Functional analysis of Plp1 and Plp2, two homologues of phosducin in yeast

Abstract

Mammalian phosducins are known to bind G protein βγ subunits in vitro, and are postulated to regulate their signaling function in vivo. Here we describe two homologues of phosducin in yeast, called PLP1 and PLP2. Both gene products were cloned, expressed, and purified as glutathione S- transferase fusions. Of the two isoforms, Plp1 bound most preferentially to Gβγ. Binding was enhanced by pheromone stimulation and by the addition of GTPγS, conditions that favor dissociation of Gβγ, from Gα. Gene disruption mutants and gene overexpression plasmids were prepared and analyzed for changes in signaling and nonsignaling phenotypes.
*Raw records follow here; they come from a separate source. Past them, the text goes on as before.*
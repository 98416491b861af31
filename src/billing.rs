//! Billing webhook verification and subscription event mapping.
//!
//! The payment provider signs each delivery with a header of the form
//! `t=<unix seconds>,v1=<hex hmac-sha256>` over `"<t>.<raw body>"`. Only
//! the subscription lifecycle events that move a profile between tiers are
//! acted on; everything else is acknowledged and ignored.

use hmac::{Hmac, Mac};
use serde::Deserialize;
use sha2::Sha256;

use crate::error::{LedgerError, Result};
use crate::models::{SubscriptionStatus, Tier};

type HmacSha256 = Hmac<Sha256>;

/// Verify a signature header against the raw request body.
///
/// Any `v1` entry may match (the provider sends several while rotating
/// secrets). Timestamps further than `tolerance_secs` from `now_secs` are
/// rejected to stop replays.
pub fn verify_signature(
    payload: &[u8],
    header: &str,
    secret: &str,
    now_secs: i64,
    tolerance_secs: i64,
) -> Result<()> {
    let mut timestamp: Option<&str> = None;
    let mut signatures: Vec<&str> = Vec::new();
    for part in header.split(',') {
        match part.trim().split_once('=') {
            Some(("t", v)) => timestamp = Some(v),
            Some(("v1", v)) => signatures.push(v),
            _ => {}
        }
    }

    let ts_str =
        timestamp.ok_or_else(|| LedgerError::Forbidden("signature header has no timestamp".into()))?;
    let ts: i64 = ts_str
        .parse()
        .map_err(|_| LedgerError::Forbidden(format!("bad signature timestamp: {}", ts_str)))?;
    if now_secs.abs_diff(ts) > tolerance_secs.unsigned_abs() {
        return Err(LedgerError::Forbidden(
            "signature timestamp outside tolerance".into(),
        ));
    }

    for sig in signatures {
        let Ok(expected) = hex::decode(sig) else {
            continue;
        };
        let mut mac = HmacSha256::new_from_slice(secret.as_bytes())
            .map_err(|e| LedgerError::InvalidInput(format!("webhook secret: {}", e)))?;
        mac.update(ts_str.as_bytes());
        mac.update(b".");
        mac.update(payload);
        if mac.verify_slice(&expected).is_ok() {
            return Ok(());
        }
    }

    Err(LedgerError::Forbidden("no matching webhook signature".into()))
}

/// Compute the `v1` signature for a payload. Used by tests and tooling
/// that replays deliveries.
pub fn sign(payload: &[u8], secret: &str, timestamp: i64) -> Result<String> {
    let mut mac = HmacSha256::new_from_slice(secret.as_bytes())
        .map_err(|e| LedgerError::InvalidInput(format!("webhook secret: {}", e)))?;
    mac.update(timestamp.to_string().as_bytes());
    mac.update(b".");
    mac.update(payload);
    Ok(hex::encode(mac.finalize().into_bytes()))
}

#[derive(Debug, Deserialize)]
struct WebhookEvent {
    #[serde(rename = "type")]
    kind: String,
    #[serde(default)]
    data: WebhookData,
}

#[derive(Debug, Default, Deserialize)]
struct WebhookData {
    #[serde(default)]
    object: SubscriptionObject,
}

#[derive(Debug, Default, Deserialize)]
struct SubscriptionObject {
    #[serde(default)]
    customer: Option<String>,
    #[serde(default)]
    status: Option<String>,
}

/// Profile change requested by a subscription event.
#[derive(Debug, Clone, PartialEq, Eq)]
pub struct SubscriptionChange {
    pub customer_id: String,
    /// `None` leaves the tier as it is.
    pub tier: Option<Tier>,
    pub status: SubscriptionStatus,
}

/// Map a webhook body to a profile change. `Ok(None)` for events that do
/// not affect tiers.
pub fn parse_event(payload: &[u8]) -> Result<Option<SubscriptionChange>> {
    let event: WebhookEvent = serde_json::from_slice(payload)
        .map_err(|e| LedgerError::InvalidInput(format!("webhook payload: {}", e)))?;
    if !event.kind.starts_with("customer.subscription.") {
        return Ok(None);
    }
    let customer_id = event.data.object.customer.ok_or_else(|| {
        LedgerError::InvalidInput(format!("{} event without a customer", event.kind))
    })?;

    let change = match event.kind.as_str() {
        "customer.subscription.created" => Some(SubscriptionChange {
            customer_id,
            tier: Some(Tier::Pro),
            status: SubscriptionStatus::Active,
        }),
        "customer.subscription.deleted" => Some(SubscriptionChange {
            customer_id,
            tier: Some(Tier::Free),
            status: SubscriptionStatus::Cancelled,
        }),
        "customer.subscription.updated" => match event.data.object.status.as_deref() {
            Some("past_due") | Some("unpaid") => Some(SubscriptionChange {
                customer_id,
                tier: None,
                status: SubscriptionStatus::PastDue,
            }),
            Some("active") => Some(SubscriptionChange {
                customer_id,
                tier: Some(Tier::Pro),
                status: SubscriptionStatus::Active,
            }),
            Some("canceled") | Some("incomplete_expired") => Some(SubscriptionChange {
                customer_id,
                tier: Some(Tier::Free),
                status: SubscriptionStatus::Cancelled,
            }),
            Some("paused") => Some(SubscriptionChange {
                customer_id,
                tier: Some(Tier::Free),
                status: SubscriptionStatus::Inactive,
            }),
            _ => None,
        },
        _ => None,
    };
    Ok(change)
}
//! Time source for every timestamp and cutoff the ledger computes.

use chrono::{DateTime, Duration, NaiveTime, Utc};
use std::sync::Mutex;

pub trait Clock: Send + Sync {
    fn now(&self) -> DateTime<Utc>;

    fn now_millis(&self) -> i64 {
        self.now().timestamp_millis()
    }

    /// Midnight UTC of the current day, in epoch milliseconds.
    fn start_of_day_millis(&self) -> i64 {
        self.now()
            .date_naive()
            .and_time(NaiveTime::MIN)
            .and_utc()
            .timestamp_millis()
    }
}

#[derive(Debug, Default, Clone, Copy)]
pub struct SystemClock;

impl Clock for SystemClock {
    fn now(&self) -> DateTime<Utc> {
        Utc::now()
    }
}

/// Clock that only moves when told to.
#[derive(Debug)]
pub struct ManualClock {
    now: Mutex<DateTime<Utc>>,
}

impl ManualClock {
    pub fn new(start: DateTime<Utc>) -> Self {
        Self {
            now: Mutex::new(start),
        }
    }

    pub fn set(&self, at: DateTime<Utc>) {
        *self.lock() = at;
    }

    pub fn advance(&self, by: Duration) {
        let mut now = self.lock();
        *now += by;
    }

    fn lock(&self) -> std::sync::MutexGuard<'_, DateTime<Utc>> {
        // A poisoned guard still holds a valid timestamp.
        self.now.lock().unwrap_or_else(|e| e.into_inner())
    }
}

impl Clock for ManualClock {
    fn now(&self) -> DateTime<Utc> {
        *self.lock()
    }
}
Haploid spore products bearing the plp2A mutant failed to grow, suggesting that PLP2 is an essential gene. Cell viability was not restored by a mutation in STE7 that blocks signaling downstream of the G protein. Haploid products bearing the plp1Δ mutant were viable and exhibited a 6-7% increase in pheromone-mediated gene induction. Cells overexpressing PLP1 or PLP2 exhibited a 70-80% decrease in gene induction but no change in pheromone-mediated growth arrest. These data indicate that phosducin can selectively regulate early signaling events following pheromone stimulation and has an essential role in cell growth independent of its regulatory role in cell signaling.